Academic Awards / Achievements

  • High Academic Leap Scholars Spring 2018
  • Dean's List Fall 2019

Experience

Leadership / Meta-curricular

  • HUAIC - President
  • Omicron - Mathematics Head
  • Competitive Swimming

Internship / Volunteer Work

  • Afiniti Intern

Publications / Creative Projects

  • Medium Article: log(n!): Asymptotes, Theory, and the Lower Bound of Sorting
  • Medium Article: Solving Optimization Problems with JAX

Final Year Project

Project Title

Satellite-to-Satellite for alleviating the Data Sparsity Problem

Description

In our thesis, we addressed the data sparsity problem that arises from lack of freely and publicly available satellite data.
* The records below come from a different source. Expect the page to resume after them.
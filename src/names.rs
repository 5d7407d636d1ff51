//! QName utilities
//!
//! Type references in the source schema are written as prefixed QNames
//! (`tns:CustomObject`, `xsd:string`). The index keys definitions by local
//! name, so references are prefix-stripped before lookup, and references to
//! XSD built-in primitives are filtered out entirely.

/// Split a QName into prefix and local name
pub fn split_qname(qname: &str) -> (Option<&str>, &str) {
    if let Some((prefix, local)) = qname.split_once(':') {
        (Some(prefix), local)
    } else {
        (None, qname)
    }
}

/// Get the local part of a possibly-prefixed name
pub fn local_name(qname: &str) -> &str {
    split_qname(qname).1
}

/// Check whether a local name is an XSD built-in type.
///
/// Built-ins have no definition in the source schema and must never be
/// treated as unresolved references.
pub fn is_builtin(local_name: &str) -> bool {
    matches!(
        local_name,
        "string"
            | "normalizedString"
            | "token"
            | "language"
            | "Name"
            | "NCName"
            | "ID"
            | "IDREF"
            | "IDREFS"
            | "ENTITY"
            | "ENTITIES"
            | "NMTOKEN"
            | "NMTOKENS"
            | "boolean"
            | "decimal"
            | "integer"
            | "long"
            | "int"
            | "short"
            | "byte"
            | "nonNegativeInteger"
            | "positiveInteger"
            | "unsignedLong"
            | "unsignedInt"
            | "unsignedShort"
            | "unsignedByte"
            | "nonPositiveInteger"
            | "negativeInteger"
            | "float"
            | "double"
            | "duration"
            | "dateTime"
            | "time"
            | "date"
            | "gYearMonth"
            | "gYear"
            | "gMonthDay"
            | "gDay"
            | "gMonth"
            | "hexBinary"
            | "base64Binary"
            | "anyURI"
            | "QName"
            | "NOTATION"
            | "anyType"
            | "anySimpleType"
    )
}

#[cfg(test)]
mod tests {
    use super::*;

    #[test]
    fn test_split_qname() {
        assert_eq!(split_qname("CustomObject"), (None, "CustomObject"));
        assert_eq!(split_qname("tns:CustomObject"), (Some("tns"), "CustomObject"));
        assert_eq!(split_qname("xsd:string"), (Some("xsd"), "string"));
    }

    #[test]
    fn test_local_name() {
        assert_eq!(local_name("tns:DeployOptions"), "DeployOptions");
        assert_eq!(local_name("DeployOptions"), "DeployOptions");
    }

    #[test]
    fn test_is_builtin() {
        assert!(is_builtin("string"));
        assert!(is_builtin("int"));
        assert!(is_builtin("boolean"));
        assert!(is_builtin("dateTime"));
        assert!(is_builtin("base64Binary"));

        assert!(!is_builtin("CustomObject"));
        assert!(!is_builtin("String")); // case-sensitive
        assert!(!is_builtin(""));
    }
}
Data from different satellites have different sensors and optics, spatial resolutions, and revisit rates. Thus, creating a covariate shift. Our solution was to perform image-to-image translation between different satellite types, to create a coherent dataset. We collected data using the Google Earth Engine to construct a dataset that we are using to train a computer vision algorithm to interchangeably translate an image from one satellite type to another. This is being done using the pix2pix algorithm, which uses a conditional Generative Adversarial Network (cGAN), and the U-NET architecture.